Copy every line of the data that includes the string "OnceLock".

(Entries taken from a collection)

□ □ □ □ □ □ □

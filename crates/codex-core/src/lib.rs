//! Freshness audit logic for the Engineering Codex.
//!
//! Everything here is pure decision logic over already-loaded content:
//! frontmatter parsing, calendar-month age, the staleness classifier, the
//! technology reference scanner, the industry-shift phase (behind the
//! `ShiftSearch` port), report assembly and internal link validation.
//! Filesystem and network adapters live in `codex-infra`.

pub mod audit;
pub mod calendar;
pub mod category;
pub mod classifier;
pub mod corpus;
pub mod frontmatter;
pub mod links;
pub mod report;
pub mod scanner;
pub mod shift;
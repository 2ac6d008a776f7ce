//! Industry-shift search types.
//!
//! Phase 4 of the audit looks for notable changes in an entry's topic since
//! it was last updated. It is advisory: when search is unavailable the phase
//! is skipped and the report says so.

use std::path::PathBuf;

use chrono::NaiveDate;
use serde::{Deserialize, Serialize};

/// A query issued for one entry.
#[derive(Debug, Clone, PartialEq, Eq, Serialize, Deserialize)]
pub struct ShiftQuery {
    pub entry: PathBuf,
    pub query: String,
    /// Only hits published after this date are relevant.
    pub since: Option<NaiveDate>,
    pub max_results: usize,
}

/// One search hit as returned by a search backend.
#[derive(Debug, Clone, PartialEq, Eq, Serialize, Deserialize)]
pub struct SearchHit {
    pub title: String,
    pub url: String,
    #[serde(default)]
    pub snippet: String,
    #[serde(default)]
    pub published: Option<NaiveDate>,
}

/// A search hit attributed to an entry.
#[derive(Debug, Clone, PartialEq, Eq, Serialize, Deserialize)]
pub struct IndustryShift {
    pub entry: PathBuf,
    pub title: String,
    pub url: String,
    pub snippet: String,
    pub published: Option<NaiveDate>,
}

/// Outcome of the industry-shift phase.
#[derive(Debug, Clone, PartialEq, Serialize, Deserialize)]
#[serde(tag = "status", rename_all = "snake_case")]
pub enum ShiftPhase {
    Completed { shifts: Vec<IndustryShift> },
    Skipped { reason: String },
}

impl ShiftPhase {
    pub fn skipped(reason: impl Into<String>) -> Self {
        Self::Skipped {
            reason: reason.into(),
        }
    }

    /// Shifts found, empty when the phase was skipped.
    pub fn shifts(&self) -> &[IndustryShift] {
        match self {
            Self::Completed { shifts } => shifts,
            Self::Skipped { .. } => &[],
        }
    }

    pub fn skip_reason(&self) -> Option<&str> {
        match self {
            Self::Completed { .. } => None,
            Self::Skipped { reason } => Some(reason),
        }
    }
}
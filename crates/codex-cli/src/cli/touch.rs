//! `cdx touch`: stamp an entry's files with a new `last_updated`.

use anyhow::Result;
use console::style;

use codex_infra::touch::{touch_entry, TouchOptions, TouchOutcome};
use codex_types::entry::slash_path;

use super::{local_today, CommandContext, TouchArgs};

pub async fn run(ctx: &CommandContext, args: TouchArgs) -> Result<()> {
    let date = args.date.unwrap_or_else(local_today);
    let options = TouchOptions {
        add_missing: args.add_missing,
        dry_run: args.dry_run,
    };

    let report = touch_entry(&ctx.root, &args.entry, date, &ctx.loaded.config, options).await?;

    if ctx.json {
        println!("{}", serde_json::to_string_pretty(&report)?);
        return Ok(());
    }
    if ctx.quiet {
        return Ok(());
    }

    println!();
    let verb = if report.dry_run { "Would set" } else { "Set" };
    println!(
        "  {} {} last_updated: {} on {}",
        style("✎").bold(),
        verb,
        style(report.date).cyan(),
        style(slash_path(&report.entry)).bold()
    );
    println!();
    for file in &report.files {
        let marker = match file.outcome {
            TouchOutcome::Updated => style("✓ updated").green(),
            TouchOutcome::Unchanged => style("= unchanged").dim(),
            TouchOutcome::SkippedNoFrontmatter => style("○ no frontmatter (use --add-missing)").yellow(),
        };
        println!("  {marker}  {}", slash_path(&file.path));
    }
    println!();
    Ok(())
}
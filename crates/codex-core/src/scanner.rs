//! Technology reference scanner.
//!
//! A flat regex match of a curated table of superseded version tokens
//! against the scanned perspective files of each entry. One finding per
//! (rule, file, line).

use regex::Regex;

use codex_types::error::ConfigError;
use codex_types::technology::{TechnologyFinding, TechnologyRule};

use crate::corpus::LoadedEntry;

/// A rule with its compiled matcher.
#[derive(Debug, Clone)]
struct CompiledRule {
    rule: TechnologyRule,
    regex: Regex,
}

/// Scanner over a fixed technology table.
#[derive(Debug, Clone)]
pub struct TechnologyScanner {
    rules: Vec<CompiledRule>,
    scanned_files: Vec<String>,
}

impl TechnologyScanner {
    /// Compile a technology table.
    ///
    /// Rules without an explicit `pattern` match their token literally,
    /// bounded by word boundaries. `scanned_files` lists the perspective file
    /// names to search (e.g. `options.md`).
    pub fn new(rules: Vec<TechnologyRule>, scanned_files: Vec<String>) -> Result<Self, ConfigError> {
        let rules = rules
            .into_iter()
            .map(|rule| {
                let pattern = match &rule.pattern {
                    Some(p) => p.clone(),
                    None => format!(r"\b{}\b", regex::escape(&rule.token)),
                };
                let regex = Regex::new(&pattern).map_err(|e| ConfigError::InvalidRule {
                    token: rule.token.clone(),
                    message: e.to_string(),
                })?;
                Ok(CompiledRule { rule, regex })
            })
            .collect::<Result<Vec<_>, ConfigError>>()?;

        Ok(Self {
            rules,
            scanned_files,
        })
    }

    pub fn rule_count(&self) -> usize {
        self.rules.len()
    }

    /// Whether a file with this name is scanned.
    pub fn scans(&self, file_name: &str) -> bool {
        self.scanned_files.iter().any(|f| f == file_name)
    }

    /// Scan a single text. Findings are attributed to `entry` and `file`.
    pub fn scan_text(
        &self,
        entry: &std::path::Path,
        file: &std::path::Path,
        text: &str,
    ) -> Vec<TechnologyFinding> {
        let mut findings = Vec::new();
        for (index, line) in text.lines().enumerate() {
            for compiled in &self.rules {
                let Some(found) = compiled.regex.find(line) else {
                    continue;
                };
                findings.push(TechnologyFinding {
                    entry: entry.to_path_buf(),
                    file: file.to_path_buf(),
                    line: index + 1,
                    token: compiled.rule.token.clone(),
                    matched: found.as_str().to_string(),
                    suggested: compiled.rule.replacement.clone(),
                    context: line.trim().to_string(),
                    note: compiled.rule.note.clone(),
                });
            }
        }
        findings
    }

    /// Scan every scanned perspective file of an entry.
    pub fn scan_entry(&self, loaded: &LoadedEntry) -> Vec<TechnologyFinding> {
        let findings: Vec<_> = loaded
            .documents
            .iter()
            .filter(|doc| self.scans(doc.file_name()))
            .flat_map(|doc| self.scan_text(&loaded.entry.path, &doc.path, &doc.content))
            .collect();

        if !findings.is_empty() {
            tracing::debug!(
                entry = %loaded.entry.path.display(),
                count = findings.len(),
                "Outdated technology references found"
            );
        }
        findings
    }
}
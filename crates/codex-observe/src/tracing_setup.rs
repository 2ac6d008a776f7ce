//! Tracing subscriber initialization with structured logging and optional
//! OpenTelemetry trace export.
//!
//! # Usage
//!
//! ```no_run
//! let filter = codex_observe::tracing_setup::verbosity_filter(1, false);
//! codex_observe::tracing_setup::init_tracing(filter, false).unwrap();
//! ```

use opentelemetry::trace::TracerProvider as _;
use opentelemetry_sdk::trace::SdkTracerProvider;
use tracing_subscriber::layer::SubscriberExt;
use tracing_subscriber::util::SubscriberInitExt;
use tracing_subscriber::EnvFilter;

use std::sync::OnceLock;

/// Stores the OTel tracer provider so it can be shut down cleanly on exit.
static TRACER_PROVIDER: OnceLock<SdkTracerProvider> = OnceLock::new();

/// Default filter directive for the `-v` count and `--quiet` flag.
pub fn verbosity_filter(verbose: u8, quiet: bool) -> &'static str {
    match verbose {
        0 if quiet => "error",
        0 => "warn",
        1 => "info,codex=debug",
        _ => "trace",
    }
}

/// Build the filter: `RUST_LOG` when set and valid, otherwise `default_filter`.
fn env_filter(default_filter: &str) -> EnvFilter {
    EnvFilter::try_from_default_env().unwrap_or_else(|_| EnvFilter::new(default_filter))
}

/// Initialize the global tracing subscriber.
///
/// - Installs a `fmt` layer writing to stderr, so report output on stdout
///   stays clean for redirection.
/// - When `enable_otel` is true, additionally bridges tracing spans to
///   OpenTelemetry using a stdout exporter.
///
/// # Errors
///
/// Returns an error if the global subscriber has already been set.
pub fn init_tracing(default_filter: &str, enable_otel: bool) -> Result<(), Box<dyn std::error::Error>> {
    let fmt_layer = tracing_subscriber::fmt::layer()
        .with_target(false)
        .with_writer(std::io::stderr);

    let env_filter = env_filter(default_filter);

    if enable_otel {
        let provider = SdkTracerProvider::builder()
            .with_simple_exporter(opentelemetry_stdout::SpanExporter::default())
            .build();
        let tracer = provider.tracer("codex-audit");
        let otel_layer = tracing_opentelemetry::layer().with_tracer(tracer);

        let _ = TRACER_PROVIDER.set(provider.clone());
        opentelemetry::global::set_tracer_provider(provider);

        tracing_subscriber::registry()
            .with(env_filter)
            .with(fmt_layer)
            .with(otel_layer)
            .try_init()?;
    } else {
        tracing_subscriber::registry()
            .with(env_filter)
            .with(fmt_layer)
            .try_init()?;
    }

    Ok(())
}

/// Flush pending traces and shut down the OpenTelemetry tracer provider.
///
/// No-op when OTel was not enabled.
pub fn shutdown_tracing() {
    if let Some(provider) = TRACER_PROVIDER.get() {
        if let Err(e) = provider.shutdown() {
            eprintln!("Warning: OTel tracer provider shutdown error: {e}");
        }
    }
}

□ □ □ □ □ □ □

> [Result of the task]
use std::sync::OnceLock;
static TRACER_PROVIDER: OnceLock<SdkTracerProvider> = OnceLock::new();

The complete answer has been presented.